Have to admit I'm a little annoyed though by how spoiled I was for this episode. I mean... "I knew what I knew" from some of Eliza's interviews, but as it turns out, "sorority serial killer" is one heck of a give away all by itself. Not openly revealing major episode plot twists in casual conversation with the media... maybe a little old fashioned, but I think it could make for a cool retro thing.
Imo this was definitely the best season 2 episode and inline with the final few episodes last season. It's stand alone enough to have this episode be the episode we "hulu" to friends but it's still arc-y in the fact that we have character development and have the technology of the Dollhouse explored.
What doubtful guest said, especially that first paragraph.

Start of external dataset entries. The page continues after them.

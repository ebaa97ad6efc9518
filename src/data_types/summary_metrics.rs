
use std::ops::AddAssign;

/// Recall, precision, and F1 derived from a set of counts
#[derive(Clone, Copy, Debug, Default, PartialEq)]
pub struct MetricScores {
    pub recall: f64,
    pub precision: f64,
    pub f1: f64
}

/// Computes recall, precision, and F1 from raw counts.
/// Any ratio with a zero denominator is reported as 0.0.
/// # Arguments
/// * `tp_count` - number of detected calls matching the reference
/// * `fp_count` - number of detected calls without a reference match
/// * `fn_count` - number of reference calls without a detected match
pub fn metrics(tp_count: u64, fp_count: u64, fn_count: u64) -> MetricScores {
    SummaryMetrics::new(tp_count, fp_count, fn_count).scores()
}

/// Counts of TP, FP, and FN for one tool (or several, when accumulated)
#[derive(Clone, Copy, Debug, Default, PartialEq, Eq)]
pub struct SummaryMetrics {
    /// Number of detected calls that match the reference
    pub true_positives: u64,
    /// Number of detected calls that do not match the reference
    pub false_positives: u64,
    /// Number of reference calls that were not detected
    pub false_negatives: u64
}

impl AddAssign for SummaryMetrics {
    // Enables += with stats
    fn add_assign(&mut self, rhs: Self) {
        self.true_positives += rhs.true_positives;
        self.false_positives += rhs.false_positives;
        self.false_negatives += rhs.false_negatives;
    }
}

impl SummaryMetrics {
    /// Constructor
    pub fn new(true_positives: u64, false_positives: u64, false_negatives: u64) -> Self {
        Self {
            true_positives, false_positives, false_negatives
        }
    }

    /// Recall = TP / (TP + FN), or 0.0 if there is nothing to recall
    pub fn recall(&self) -> f64 {
        let denom = self.true_positives + self.false_negatives;
        if denom > 0 {
            self.true_positives as f64 / denom as f64
        } else {
            0.0
        }
    }

    /// Precision = TP / (TP + FP), or 0.0 if nothing was called
    pub fn precision(&self) -> f64 {
        let denom = self.true_positives + self.false_positives;
        if denom > 0 {
            self.true_positives as f64 / denom as f64
        } else {
            0.0
        }
    }

    /// Harmonic mean of recall and precision, or 0.0 if both are 0.0
    pub fn f1(&self) -> f64 {
        let recall = self.recall();
        let precision = self.precision();
        if recall + precision > 0.0 {
            2.0 * recall * precision / (recall + precision)
        } else {
            0.0
        }
    }

    /// All three scores at once
    pub fn scores(&self) -> MetricScores {
        MetricScores {
            recall: self.recall(),
            precision: self.precision(),
            f1: self.f1()
        }
    }
}

#[cfg(test)]
mod tests {
    use super::*;
    use approx_eq::assert_approx_eq;

    #[test]
    fn test_scores() {
        let scores = metrics(8, 2, 0);
        assert_approx_eq!(scores.recall, 1.0);
        assert_approx_eq!(scores.precision, 0.8);
        assert_approx_eq!(scores.f1, 2.0 * 0.8 / 1.8);
        assert!((scores.f1 - 0.8889).abs() < 1e-4);

        let summary = SummaryMetrics::new(10, 5, 2);
        assert_approx_eq!(summary.recall(), 10.0 / 12.0);
        assert_approx_eq!(summary.precision(), 10.0 / 15.0);
        assert_approx_eq!(summary.f1(), 2.0 * (10.0 / 12.0) * (10.0 / 15.0) / (10.0 / 12.0 + 10.0 / 15.0));
    }

    #[test]
    fn test_zero_guards() {
        assert_eq!(metrics(0, 0, 0), MetricScores { recall: 0.0, precision: 0.0, f1: 0.0 });

        // nothing matched, but both denominators are non-zero
        assert_eq!(metrics(0, 3, 4), MetricScores { recall: 0.0, precision: 0.0, f1: 0.0 });

        // only precision is defined
        let scores = metrics(2, 2, 0);
        assert_eq!(scores.recall, 1.0);
        assert_eq!(scores.precision, 0.5);
    }

    #[test]
    fn test_add_assign() {
        let mut summary = SummaryMetrics::new(10, 2, 3);
        summary += SummaryMetrics::new(3, 1, 10);
        assert_eq!(summary, SummaryMetrics::new(13, 3, 13));
    }
}
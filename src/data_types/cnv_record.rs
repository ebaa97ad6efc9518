use indexmap::IndexMap;

use crate::data_types::chromosome::Chromosome;

/// Reasons a record ended up without usable coordinates.
/// These never abort a table; the record is kept with absent coordinates and excluded from every overlap test.
#[derive(thiserror::Error, Clone, Debug, Eq, PartialEq)]
pub enum RegionError {
    #[error("unparseable region string: {raw:?}")]
    MalformedRegion { raw: String },
    #[error("missing value in column {column:?}")]
    MissingValue { column: String },
    #[error("invalid value in column {column:?}: {raw:?}")]
    InvalidValue { column: String, raw: String },
}

/// A chromosome and a pair of coordinates in bp.
/// Coordinates are stored exactly as provided, so a region can be degenerate (end <= start).
#[derive(Clone, Debug, Eq, Hash, PartialEq)]
pub struct GenomicRegion {
    /// Normalized chromosome token
    chrom: Chromosome,
    /// Start coordinate
    start: u64,
    /// End coordinate
    end: u64
}

impl GenomicRegion {
    /// Constructor
    pub fn new(chrom: Chromosome, start: u64, end: u64) -> Self {
        Self { chrom, start, end }
    }

    // getters
    pub fn chrom(&self) -> &Chromosome {
        &self.chrom
    }

    pub fn start(&self) -> u64 {
        self.start
    }

    pub fn end(&self) -> u64 {
        self.end
    }

    /// Length of the region, which is only Some for well-formed regions (start < end).
    pub fn length(&self) -> Option<u64> {
        if self.is_degenerate() {
            None
        } else {
            Some(self.end - self.start)
        }
    }

    /// Returns true if end <= start.
    pub fn is_degenerate(&self) -> bool {
        self.end <= self.start
    }
}

impl std::fmt::Display for GenomicRegion {
    fn fmt(&self, f: &mut std::fmt::Formatter<'_>) -> std::fmt::Result {
        write!(f, "{}:{}-{}", self.chrom, self.start, self.end)
    }
}

/// One CNV call from one source.
#[derive(Clone, Debug, Eq, PartialEq)]
pub struct CnvRecord {
    /// The tool or dataset that produced this call
    source_label: String,
    /// 0-based row in the raw table
    row_index: usize,
    /// The parsed region, or why it could not be parsed
    region: Result<GenomicRegion, RegionError>,
    /// Raw columns that were not consumed by the field mapping, in header order
    fields: IndexMap<String, String>
}

impl CnvRecord {
    /// General constructor
    /// # Arguments
    /// * `source_label` - the source of the call
    /// * `row_index` - row in the raw table
    /// * `region` - the parsed region or the parsing failure
    /// * `fields` - pass-through columns
    pub fn new(
        source_label: String, row_index: usize,
        region: Result<GenomicRegion, RegionError>, fields: IndexMap<String, String>
    ) -> Self {
        Self {
            source_label, row_index, region, fields
        }
    }

    /// Shortcut for a record with coordinates and no extra columns, mostly useful for tests and small tables.
    pub fn from_coordinates(source_label: &str, row_index: usize, chrom: Chromosome, start: u64, end: u64) -> Self {
        Self::new(
            source_label.to_string(), row_index,
            Ok(GenomicRegion::new(chrom, start, end)), Default::default()
        )
    }

    // getters
    pub fn source_label(&self) -> &str {
        &self.source_label
    }

    pub fn row_index(&self) -> usize {
        self.row_index
    }

    /// The region, if the coordinates are present
    pub fn region(&self) -> Option<&GenomicRegion> {
        self.region.as_ref().ok()
    }

    /// The reason coordinates are absent, if they are
    pub fn issue(&self) -> Option<&RegionError> {
        self.region.as_ref().err()
    }

    pub fn chromosome(&self) -> Option<&Chromosome> {
        self.region().map(|r| r.chrom())
    }

    pub fn start_pos(&self) -> Option<u64> {
        self.region().map(|r| r.start())
    }

    pub fn end_pos(&self) -> Option<u64> {
        self.region().map(|r| r.end())
    }

    pub fn length(&self) -> Option<u64> {
        self.region().and_then(|r| r.length())
    }

    pub fn fields(&self) -> &IndexMap<String, String> {
        &self.fields
    }
}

After last week, and then after this week's promos, my expectations weren't the highest, to be honest.

Then they went and took lame-o, worn-out plotlines (creepy serial killer, prof and hot girl) and switched everybody the frak up ways I did not see coming at all. And mega-bonus for Saul Tigh! I'm okay with little defects as in, how the prof afforded Echo, Eliza/Echo's "growing awareness" but whatever. I was genuinely surprised and pleased by the unfolding of events.

Then again, I had zero spoilers and have watched zero TV since last week's episode.

Leave it to Whedon, Minear, & Soloman to lead the gorgeous yet vulnerable blonde down the dark alley where her killer awaits and...she kicks his ass. Or something like that.

My point? I'm jaded as hell in general and they surprised me tonight. I also laughed out loud! More than once! Victor was hilarious. I went in tonight all jaded and grumbly (just me, not because of the show) and was pleasantly surprised for the first time in a couple weeks. :D All that intersplicing or whatever you call it with the funny and creepy and plot twists, well, I loved it.

I think I loved it more because I just didn't expect to. The promos for last week and this week made the eps seem horrible. They weren't at all. But if I weren't a Whedon fan, they wouldn't make me want to watch, that's for sure.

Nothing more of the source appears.